Description of the task: From the entries below, return every line that includes the word "optional".

Content starts

// serptrace-store-sqlite/src/time.rs
// ============================================================================
// Module: SQLite Timestamp Conversion
// ============================================================================

//! `DateTime<Utc>` is stored as milliseconds since the epoch; SQLite has no
//! native timestamp type and millisecond integers sort and range-filter
//! correctly without a collation helper.

use chrono::DateTime;
use chrono::TimeZone;
use chrono::Utc;

use crate::error::SqliteStoreError;

/// Converts an instant to epoch milliseconds for storage.
#[must_use]
pub fn to_millis(instant: DateTime<Utc>) -> i64 {
    instant.timestamp_millis()
}

/// Converts epoch milliseconds back into an instant.
///
/// # Errors
///
/// Returns [`SqliteStoreError::Corrupt`] if `millis` is out of the range
/// `chrono` can represent.
pub fn from_millis(millis: i64) -> Result<DateTime<Utc>, SqliteStoreError> {
    Utc.timestamp_millis_opt(millis)
        .single()
        .ok_or_else(|| SqliteStoreError::Corrupt(format!("invalid timestamp millis: {millis}")))
}

/// Converts an optional instant to optional epoch milliseconds.
#[must_use]
pub fn to_millis_opt(instant: Option<DateTime<Utc>>) -> Option<i64> {
    instant.map(to_millis)
}

/// Converts optional epoch milliseconds back into an optional instant.
///
/// # Errors
///
/// Returns [`SqliteStoreError::Corrupt`] if the value is out of range.
pub fn from_millis_opt(millis: Option<i64>) -> Result<Option<DateTime<Utc>>, SqliteStoreError> {
    millis.map(from_millis).transpose()
}
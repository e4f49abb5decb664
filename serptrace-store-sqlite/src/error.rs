// serptrace-store-sqlite/src/error.rs
// ============================================================================
// Module: SQLite Store Errors
// ============================================================================

//! Errors specific to the SQLite backend, convertible into the backend-
//! agnostic [`serptrace_core::StoreError`].

use serptrace_core::StoreError;
use thiserror::Error;

/// Errors raised while opening or operating a [`crate::store::SqliteStore`].
#[derive(Debug, Error)]
pub enum SqliteStoreError {
    /// Failed to create the parent directory or open the database file.
    #[error("sqlite io failure: {0}")]
    Io(String),
    /// A query or statement failed against an open connection.
    #[error("sqlite failure: {0}")]
    Db(String),
    /// A stored row could not be decoded into its domain type.
    #[error("sqlite row is corrupt: {0}")]
    Corrupt(String),
    /// The on-disk schema version predates or postdates what this binary
    /// supports.
    #[error("sqlite schema version mismatch: {0}")]
    VersionMismatch(String),
    /// The caller supplied an invalid configuration or request.
    #[error("invalid sqlite store configuration: {0}")]
    Invalid(String),
}

impl From<rusqlite::Error> for SqliteStoreError {
    fn from(err: rusqlite::Error) -> Self {
        Self::Db(err.to_string())
    }
}

impl From<std::io::Error> for SqliteStoreError {
    fn from(err: std::io::Error) -> Self {
        Self::Io(err.to_string())
    }
}

impl From<SqliteStoreError> for StoreError {
    fn from(err: SqliteStoreError) -> Self {
        match err {
            SqliteStoreError::Io(msg) => Self::Io(msg),
            SqliteStoreError::Db(msg) => Self::Backend(msg),
            SqliteStoreError::Corrupt(msg) => Self::Corrupt(msg),
            SqliteStoreError::VersionMismatch(msg) => Self::VersionMismatch(msg),
            SqliteStoreError::Invalid(msg) => Self::Invalid(msg),
        }
    }
}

Content ends

Exercise solution:
/// Converts an optional instant to optional epoch milliseconds.
/// Converts optional epoch milliseconds back into an optional instant.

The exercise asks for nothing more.